Thread overview
Example: wc
Nov 23, 2015
bachmeier
Nov 23, 2015
Chris
Nov 23, 2015
bachmeier
Nov 23, 2015
Chris
Nov 23, 2015
Alex Parrill
Nov 23, 2015
bachmeier
November 23, 2015
I was looking under "Books & Articles" and one of the submenu items is titled "Example: wc". So I thought it must be a heck of an example, but upon clicking, I saw a program with a bunch of nested foreach statements and no explanations. Why is this on the front page sidebar at all? It certainly doesn't belong under "Books & Articles" because it's just code.

Is this something we can move to the wiki? I will make the change, but I'm hoping somebody will say something if it belongs there.
November 23, 2015
On Monday, 23 November 2015 at 11:10:29 UTC, bachmeier wrote:
> I was looking under "Books & Articles" and one of the submenu items is titled "Example: wc". So I thought it must be a heck of an example, but upon clicking, I saw a program with a bunch of nested foreach statements and no explanations. Why is this on the front page sidebar at all? It certainly doesn't belong under "Books & Articles" because it's just code.
>
> Is this something we can move to the wiki? I will make the change, but I'm hoping somebody will say something if it belongs there.

It used to be the code example displayed on the start page, if I remember correctly. Shouldn't it be put there (with some text that explains what's going on), if not already done so?
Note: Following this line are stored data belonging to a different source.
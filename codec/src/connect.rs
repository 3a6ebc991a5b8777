// CONNECT packet, grounded on hebo's codec::connect_packet module.

use crate::base::{DecodePacket, EncodePacket, QoS};
use crate::byte_array::{self, ByteArray};
use crate::error::{DecodeError, EncodeError};
use crate::header::{FixedHeader, PacketType, ProtocolLevel};
use crate::topic::validate_topic_name;

const PROTOCOL_NAME: &str = "MQTT";

#[derive(Clone, Copy, Debug, Default, Eq, PartialEq)]
pub struct ConnectFlags {
    pub username: bool,
    pub password: bool,
    pub will_retain: bool,
    pub will_qos: QoS,
    pub will: bool,
    pub clean_session: bool,
}

impl ConnectFlags {
    fn decode(byte: u8) -> Result<Self, DecodeError> {
        // Bit 0 of the Connect Flags byte is reserved and MUST be 0 [MQTT-3.1.2-3].
        if byte & 0b0000_0001 != 0 {
            return Err(DecodeError::InvalidPacketFlags);
        }
        let clean_session = byte & 0b0000_0010 != 0;
        let will = byte & 0b0000_0100 != 0;
        let will_qos = QoS::try_from((byte & 0b0001_1000) >> 3)?;
        let will_retain = byte & 0b0010_0000 != 0;
        let password = byte & 0b0100_0000 != 0;
        let username = byte & 0b1000_0000 != 0;
        // If the Will Flag is set to 0, the Will QoS MUST be set to 0 [MQTT-3.1.2-11].
        if !will && will_qos != QoS::AtMostOnce {
            return Err(DecodeError::InvalidPacketFlags);
        }
        // If the Will Flag is set to 0, Will Retain MUST be set to 0 [MQTT-3.1.2-13].
        if !will && will_retain {
            return Err(DecodeError::InvalidPacketFlags);
        }
        Ok(Self {
            username,
            password,
            will_retain,
            will_qos,
            will,
            clean_session,
        })
    }

    fn encode(self) -> u8 {
        let mut byte = 0u8;
        if self.username {
            byte |= 0b1000_0000;
        }
        if self.password {
            byte |= 0b0100_0000;
        }
        if self.will_retain {
            byte |= 0b0010_0000;
        }
        byte |= u8::from(self.will_qos) << 3;
        if self.will {
            byte |= 0b0000_0100;
        }
        if self.clean_session {
            byte |= 0b0000_0010;
        }
        byte
    }
}

#[derive(Clone, Debug, Default, PartialEq)]
pub struct ConnectPacket {
    protocol_level: ProtocolLevel,
    connect_flags: ConnectFlags,
    keep_alive: u16,
    client_id: String,
    will_topic: Option<String>,
    will_message: Vec<u8>,
    username: Option<String>,
    password: Option<Vec<u8>>,
}

impl ConnectPacket {
    /// # Errors
    /// Returns an error if `client_id` is empty and the caller did not intend
    /// to rely on server-assigned ids (callers check this themselves; the
    /// constructor only rejects structurally invalid wills).
    pub fn new(client_id: &str, clean_session: bool, keep_alive: u16) -> Self {
        Self {
            protocol_level: ProtocolLevel::V311,
            connect_flags: ConnectFlags {
                clean_session,
                ..ConnectFlags::default()
            },
            keep_alive,
            client_id: client_id.to_string(),
            will_topic: None,
            will_message: Vec::new(),
            username: None,
            password: None,
        }
    }

    #[must_use]
    pub fn protocol_level(&self) -> ProtocolLevel {
        self.protocol_level
    }

    #[must_use]
    pub fn client_id(&self) -> &str {
        &self.client_id
    }

    /// Replace the client id, used to assign a server-generated id per
    /// [MQTT-3.1.3-6].
    pub fn set_client_id(&mut self, client_id: &str) {
        self.client_id = client_id.to_string();
    }

    #[must_use]
    pub fn clean_session(&self) -> bool {
        self.connect_flags.clean_session
    }

    #[must_use]
    pub fn keep_alive(&self) -> u16 {
        self.keep_alive
    }

    #[must_use]
    pub fn will(&self) -> Option<(&str, &[u8], QoS, bool)> {
        self.will_topic.as_deref().map(|topic| {
            (
                topic,
                self.will_message.as_slice(),
                self.connect_flags.will_qos,
                self.connect_flags.will_retain,
            )
        })
    }

    pub fn set_will(&mut self, topic: &str, message: &[u8], qos: QoS, retain: bool) {
        self.connect_flags.will = true;
        self.connect_flags.will_qos = qos;
        self.connect_flags.will_retain = retain;
        self.will_topic = Some(topic.to_string());
        self.will_message = message.to_vec();
    }

    #[must_use]
    pub fn username(&self) -> Option<&str> {
        self.username.as_deref()
    }

    #[must_use]
    pub fn password(&self) -> Option<&[u8]> {
        self.password.as_deref()
    }

    pub fn set_credentials(&mut self, username: Option<String>, password: Option<Vec<u8>>) {
        self.connect_flags.username = username.is_some();
        self.connect_flags.password = password.is_some();
        self.username = username;
        self.password = password;
    }
}

impl DecodePacket for ConnectPacket {
    fn decode(ba: &mut ByteArray) -> Result<Self, DecodeError> {
        let _fixed_header = FixedHeader::decode(ba)?;

        let protocol_name = ba.read_string()?;
        if protocol_name != PROTOCOL_NAME {
            return Err(DecodeError::InvalidProtocolName);
        }

        let protocol_level = ProtocolLevel::try_from(ba.read_byte()?)?;
        let connect_flags = ConnectFlags::decode(ba.read_byte()?)?;
        let keep_alive = ba.read_u16()?;

        let client_id = ba.read_string()?;
        // ClientId length and charset restrictions are relaxed per modern
        // broker practice (hebo behaves the same way): only emptiness
        // combined with `clean_session = false` is rejected, by the caller.

        let (will_topic, will_message) = if connect_flags.will {
            let topic = ba.read_string()?;
            validate_topic_name(&topic)?;
            let len = ba.read_u16()? as usize;
            let payload = ba.read_bytes(len)?.to_vec();
            (Some(topic), payload)
        } else {
            (None, Vec::new())
        };

        let username = if connect_flags.username {
            Some(ba.read_string()?)
        } else {
            None
        };
        let password = if connect_flags.password {
            let len = ba.read_u16()? as usize;
            Some(ba.read_bytes(len)?.to_vec())
        } else {
            None
        };

        Ok(Self {
            protocol_level,
            connect_flags,
            keep_alive,
            client_id,
            will_topic,
            will_message,
            username,
            password,
        })
    }
}

impl EncodePacket for ConnectPacket {
    fn encode(&self, buf: &mut Vec<u8>) -> Result<usize, EncodeError> {
        let mut payload = Vec::new();
        byte_array::write_string(&mut payload, PROTOCOL_NAME)?;
        payload.push(self.protocol_level as u8);
        payload.push(self.connect_flags.encode());
        byte_array::write_u16(&mut payload, self.keep_alive);
        byte_array::write_string(&mut payload, &self.client_id)?;
        if let Some(topic) = &self.will_topic {
            byte_array::write_string(&mut payload, topic)?;
            byte_array::write_bytes(&mut payload, &self.will_message)?;
        }
        if let Some(username) = &self.username {
            byte_array::write_string(&mut payload, username)?;
        }
        if let Some(password) = &self.password {
            byte_array::write_bytes(&mut payload, password)?;
        }

        let fixed_header = FixedHeader::new(PacketType::Connect, payload.len())?;
        let start = buf.len();
        fixed_header.encode(buf)?;
        buf.extend_from_slice(&payload);
        Ok(buf.len() - start)
    }
}

#[cfg(test)]
mod tests {
    use super::*;

    #[test]
    fn round_trips_a_connect_with_will_and_credentials() {
        let mut packet = ConnectPacket::new("client-1", false, 30);
        packet.set_will("status/a", b"down", QoS::AtLeastOnce, true);
        packet.set_credentials(Some("alice".to_string()), Some(b"secret".to_vec()));

        let mut buf = Vec::new();
        packet.encode(&mut buf).unwrap();

        let mut ba = ByteArray::new(&buf);
        let decoded = ConnectPacket::decode(&mut ba).unwrap();
        assert_eq!(decoded.client_id(), "client-1");
        assert!(!decoded.clean_session());
        assert_eq!(decoded.keep_alive(), 30);
        assert_eq!(
            decoded.will(),
            Some(("status/a", b"down".as_slice(), QoS::AtLeastOnce, true))
        );
        assert_eq!(decoded.username(), Some("alice"));
        assert_eq!(decoded.password(), Some(b"secret".as_slice()));
    }
}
Looks like it was temporarily "parked" under "Books & Articles" and forgotten.
November 23, 2015
On Monday, 23 November 2015 at 12:19:08 UTC, Chris wrote:
> On Monday, 23 November 2015 at 11:10:29 UTC, bachmeier wrote:
>> I was looking under "Books & Articles" and one of the submenu items is titled "Example: wc". So I thought it must be a heck of an example, but upon clicking, I saw a program with a bunch of nested foreach statements and no explanations. Why is this on the front page sidebar at all? It certainly doesn't belong under "Books & Articles" because it's just code.
>>
>> Is this something we can move to the wiki? I will make the change, but I'm hoping somebody will say something if it belongs there.
>
> It used to be the code example displayed on the start page, if I remember correctly. Shouldn't it be put there (with some text that explains what's going on), if not already done so?
>
> Looks like it was temporarily "parked" under "Books & Articles" and forgotten.

Okay. Do you know how to add it as a code example? It doesn't make a good first impression.
November 23, 2015
On Monday, 23 November 2015 at 12:44:55 UTC, bachmeier wrote:
> On Monday, 23 November 2015 at 12:19:08 UTC, Chris wrote:
>> On Monday, 23 November 2015 at 11:10:29 UTC, bachmeier wrote:
>>> I was looking under "Books & Articles" and one of the submenu items is titled "Example: wc". So I thought it must be a heck of an example, but upon clicking, I saw a program with a bunch of nested foreach statements and no explanations. Why is this on the front page sidebar at all? It certainly doesn't belong under "Books & Articles" because it's just code.
>>>
>>> Is this something we can move to the wiki? I will make the change, but I'm hoping somebody will say something if it belongs there.
>>
>> It used to be the code example displayed on the start page, if I remember correctly. Shouldn't it be put there (with some text that explains what's going on), if not already done so?
>>
>> Looks like it was temporarily "parked" under "Books & Articles" and forgotten.
>
> Okay. Do you know how to add it as a code example? It doesn't make a good first impression.

The code doesn't look up to date and maybe it's been replaced with a more up to date example (i.e. with range chaining). It uses ulong instead of size_t. I dunno, maybe it should be dropped completely.
November 23, 2015
On Monday, 23 November 2015 at 14:10:35 UTC, Chris wrote:
>
> The code doesn't look up to date and maybe it's been replaced with a more up to date example (i.e. with range chaining). It uses ulong instead of size_t. I dunno, maybe it should be dropped completely.

ulong is appropriate here; the maximum word count should not be dependent on the system's memory limits, since it's streaming from an (arbitrary large) file.
November 23, 2015
On Monday, 23 November 2015 at 14:10:35 UTC, Chris wrote:

> The code doesn't look up to date and maybe it's been replaced with a more up to date example (i.e. with range chaining). It uses ulong instead of size_t. I dunno, maybe it should be dropped completely.